__Action item__. After reading each line of the entries, give the number of lines that contain "added" and nothing else.

Dataset excerpts:
== Segment start ==

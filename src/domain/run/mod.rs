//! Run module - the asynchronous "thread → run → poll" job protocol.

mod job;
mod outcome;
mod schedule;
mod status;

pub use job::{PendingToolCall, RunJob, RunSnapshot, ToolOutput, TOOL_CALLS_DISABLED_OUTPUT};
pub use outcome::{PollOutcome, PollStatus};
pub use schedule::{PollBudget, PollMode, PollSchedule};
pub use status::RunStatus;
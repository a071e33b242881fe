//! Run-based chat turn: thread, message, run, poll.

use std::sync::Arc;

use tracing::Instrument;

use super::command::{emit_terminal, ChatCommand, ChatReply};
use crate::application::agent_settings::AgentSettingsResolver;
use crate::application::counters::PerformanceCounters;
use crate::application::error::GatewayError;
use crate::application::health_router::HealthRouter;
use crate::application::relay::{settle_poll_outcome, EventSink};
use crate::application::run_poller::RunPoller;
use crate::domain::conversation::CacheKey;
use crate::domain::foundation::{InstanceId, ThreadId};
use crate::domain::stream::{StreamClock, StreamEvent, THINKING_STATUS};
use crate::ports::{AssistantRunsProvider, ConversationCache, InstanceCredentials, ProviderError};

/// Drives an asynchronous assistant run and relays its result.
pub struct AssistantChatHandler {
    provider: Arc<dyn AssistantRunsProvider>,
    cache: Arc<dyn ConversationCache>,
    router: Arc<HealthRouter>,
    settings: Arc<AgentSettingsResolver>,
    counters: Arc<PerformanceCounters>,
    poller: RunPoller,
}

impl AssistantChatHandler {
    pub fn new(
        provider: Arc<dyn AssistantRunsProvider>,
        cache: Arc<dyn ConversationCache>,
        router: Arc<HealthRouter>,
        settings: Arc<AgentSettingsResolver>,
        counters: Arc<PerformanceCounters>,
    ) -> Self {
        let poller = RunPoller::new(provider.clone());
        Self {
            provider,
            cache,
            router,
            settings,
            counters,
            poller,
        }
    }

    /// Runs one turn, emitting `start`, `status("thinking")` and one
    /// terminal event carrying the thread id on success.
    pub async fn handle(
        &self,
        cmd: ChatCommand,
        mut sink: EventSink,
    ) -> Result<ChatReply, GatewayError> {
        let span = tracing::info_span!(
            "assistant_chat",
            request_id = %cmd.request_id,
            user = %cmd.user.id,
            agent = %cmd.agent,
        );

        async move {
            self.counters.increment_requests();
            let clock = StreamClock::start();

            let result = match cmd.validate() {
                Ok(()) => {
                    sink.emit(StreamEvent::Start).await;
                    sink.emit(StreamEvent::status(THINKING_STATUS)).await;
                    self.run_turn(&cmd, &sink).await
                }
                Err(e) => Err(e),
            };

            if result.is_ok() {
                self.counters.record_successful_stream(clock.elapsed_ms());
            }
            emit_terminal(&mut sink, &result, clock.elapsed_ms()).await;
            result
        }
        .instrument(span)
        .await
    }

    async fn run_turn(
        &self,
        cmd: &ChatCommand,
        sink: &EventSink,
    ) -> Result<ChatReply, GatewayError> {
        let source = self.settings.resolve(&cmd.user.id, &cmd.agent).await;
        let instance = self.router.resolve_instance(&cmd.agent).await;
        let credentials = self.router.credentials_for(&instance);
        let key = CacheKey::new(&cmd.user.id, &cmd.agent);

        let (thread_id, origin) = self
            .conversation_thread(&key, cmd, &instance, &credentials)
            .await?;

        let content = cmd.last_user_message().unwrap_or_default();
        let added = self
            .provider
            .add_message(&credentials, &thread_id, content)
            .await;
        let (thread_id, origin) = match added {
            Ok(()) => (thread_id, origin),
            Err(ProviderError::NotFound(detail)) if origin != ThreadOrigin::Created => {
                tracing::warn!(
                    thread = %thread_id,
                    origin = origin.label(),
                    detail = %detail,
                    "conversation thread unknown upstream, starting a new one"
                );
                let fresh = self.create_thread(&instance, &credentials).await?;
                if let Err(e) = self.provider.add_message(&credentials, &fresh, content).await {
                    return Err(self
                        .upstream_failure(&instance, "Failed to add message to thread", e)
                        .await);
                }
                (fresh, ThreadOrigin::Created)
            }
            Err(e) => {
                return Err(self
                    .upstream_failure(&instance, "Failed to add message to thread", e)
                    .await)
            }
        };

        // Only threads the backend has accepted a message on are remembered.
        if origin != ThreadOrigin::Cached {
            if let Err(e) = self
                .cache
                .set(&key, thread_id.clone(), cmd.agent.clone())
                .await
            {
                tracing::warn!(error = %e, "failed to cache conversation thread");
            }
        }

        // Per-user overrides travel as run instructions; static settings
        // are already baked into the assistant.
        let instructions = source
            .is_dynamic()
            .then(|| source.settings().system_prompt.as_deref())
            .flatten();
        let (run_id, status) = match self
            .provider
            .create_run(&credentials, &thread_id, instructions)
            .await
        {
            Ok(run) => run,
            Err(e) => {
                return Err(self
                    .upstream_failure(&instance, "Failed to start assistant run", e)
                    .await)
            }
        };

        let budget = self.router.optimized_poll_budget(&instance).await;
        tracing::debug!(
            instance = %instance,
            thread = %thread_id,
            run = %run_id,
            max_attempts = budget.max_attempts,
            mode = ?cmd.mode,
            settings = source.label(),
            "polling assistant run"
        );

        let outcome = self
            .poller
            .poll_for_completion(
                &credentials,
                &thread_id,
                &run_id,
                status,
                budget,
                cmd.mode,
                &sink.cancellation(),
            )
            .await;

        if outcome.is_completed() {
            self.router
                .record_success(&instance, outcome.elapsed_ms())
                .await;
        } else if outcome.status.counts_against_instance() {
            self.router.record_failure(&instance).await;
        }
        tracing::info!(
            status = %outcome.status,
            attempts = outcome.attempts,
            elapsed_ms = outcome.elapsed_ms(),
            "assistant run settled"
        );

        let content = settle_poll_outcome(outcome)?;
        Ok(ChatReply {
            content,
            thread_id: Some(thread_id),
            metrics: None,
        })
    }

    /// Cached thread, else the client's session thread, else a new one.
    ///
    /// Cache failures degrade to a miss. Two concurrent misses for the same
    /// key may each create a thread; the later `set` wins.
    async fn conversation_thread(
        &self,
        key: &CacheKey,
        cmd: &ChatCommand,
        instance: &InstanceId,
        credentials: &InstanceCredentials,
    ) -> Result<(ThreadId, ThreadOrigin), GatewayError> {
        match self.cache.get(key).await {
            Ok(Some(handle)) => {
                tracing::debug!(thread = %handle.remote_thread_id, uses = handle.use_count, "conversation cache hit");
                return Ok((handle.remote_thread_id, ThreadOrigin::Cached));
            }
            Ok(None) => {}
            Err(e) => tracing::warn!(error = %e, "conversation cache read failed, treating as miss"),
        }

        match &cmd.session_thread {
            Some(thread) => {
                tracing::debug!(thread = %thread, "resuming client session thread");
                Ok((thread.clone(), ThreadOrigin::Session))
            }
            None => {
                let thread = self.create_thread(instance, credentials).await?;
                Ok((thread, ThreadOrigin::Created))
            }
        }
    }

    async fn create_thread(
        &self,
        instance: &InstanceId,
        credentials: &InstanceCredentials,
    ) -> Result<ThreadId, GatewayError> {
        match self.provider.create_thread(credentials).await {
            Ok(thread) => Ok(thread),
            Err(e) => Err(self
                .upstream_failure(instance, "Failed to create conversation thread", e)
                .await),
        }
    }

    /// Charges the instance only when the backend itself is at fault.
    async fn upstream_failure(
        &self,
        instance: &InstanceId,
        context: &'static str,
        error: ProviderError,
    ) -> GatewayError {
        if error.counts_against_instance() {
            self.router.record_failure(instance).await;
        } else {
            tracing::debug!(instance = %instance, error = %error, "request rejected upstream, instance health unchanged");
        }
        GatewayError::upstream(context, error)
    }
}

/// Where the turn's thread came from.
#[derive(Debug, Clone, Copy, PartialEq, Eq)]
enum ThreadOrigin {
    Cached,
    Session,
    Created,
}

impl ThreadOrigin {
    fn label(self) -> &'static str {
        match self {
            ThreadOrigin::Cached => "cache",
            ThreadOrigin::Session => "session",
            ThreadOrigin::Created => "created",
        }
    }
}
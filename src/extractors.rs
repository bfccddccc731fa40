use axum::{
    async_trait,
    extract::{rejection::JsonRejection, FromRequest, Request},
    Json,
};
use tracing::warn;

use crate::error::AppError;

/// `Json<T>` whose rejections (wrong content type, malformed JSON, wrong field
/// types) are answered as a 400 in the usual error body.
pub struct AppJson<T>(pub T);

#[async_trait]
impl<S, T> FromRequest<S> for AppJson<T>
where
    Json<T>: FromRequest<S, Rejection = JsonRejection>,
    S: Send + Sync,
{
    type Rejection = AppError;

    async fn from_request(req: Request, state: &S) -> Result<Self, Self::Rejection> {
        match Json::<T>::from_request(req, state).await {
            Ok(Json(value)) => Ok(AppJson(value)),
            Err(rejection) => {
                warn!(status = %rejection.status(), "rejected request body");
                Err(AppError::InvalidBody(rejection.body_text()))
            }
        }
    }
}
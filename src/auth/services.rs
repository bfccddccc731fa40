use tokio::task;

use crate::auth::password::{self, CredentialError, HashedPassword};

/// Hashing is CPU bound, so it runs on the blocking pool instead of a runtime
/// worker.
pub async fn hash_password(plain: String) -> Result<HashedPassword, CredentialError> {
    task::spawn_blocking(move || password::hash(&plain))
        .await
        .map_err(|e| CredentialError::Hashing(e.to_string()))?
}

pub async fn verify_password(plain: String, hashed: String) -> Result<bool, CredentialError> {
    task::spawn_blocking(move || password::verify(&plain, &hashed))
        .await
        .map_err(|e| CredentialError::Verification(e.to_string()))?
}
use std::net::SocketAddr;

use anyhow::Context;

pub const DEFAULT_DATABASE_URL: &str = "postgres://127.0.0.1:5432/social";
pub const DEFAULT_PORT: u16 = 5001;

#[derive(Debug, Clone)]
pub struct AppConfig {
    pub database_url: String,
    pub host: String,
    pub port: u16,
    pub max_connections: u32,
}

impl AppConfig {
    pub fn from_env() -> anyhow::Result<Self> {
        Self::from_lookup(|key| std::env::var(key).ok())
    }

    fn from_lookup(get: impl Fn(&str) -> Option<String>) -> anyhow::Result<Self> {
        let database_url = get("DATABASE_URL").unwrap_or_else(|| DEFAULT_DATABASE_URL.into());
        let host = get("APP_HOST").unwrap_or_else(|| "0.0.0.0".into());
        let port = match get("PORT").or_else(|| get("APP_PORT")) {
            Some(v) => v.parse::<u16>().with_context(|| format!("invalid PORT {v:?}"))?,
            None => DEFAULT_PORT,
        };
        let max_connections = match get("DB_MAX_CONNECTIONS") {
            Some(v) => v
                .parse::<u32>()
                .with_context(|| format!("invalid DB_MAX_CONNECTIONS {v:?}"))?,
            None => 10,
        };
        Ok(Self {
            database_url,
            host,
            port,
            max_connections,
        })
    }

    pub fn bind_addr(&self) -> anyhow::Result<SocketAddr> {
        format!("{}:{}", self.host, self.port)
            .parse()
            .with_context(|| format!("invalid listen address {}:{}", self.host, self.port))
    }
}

== Segment end ==

__Your solution__. 2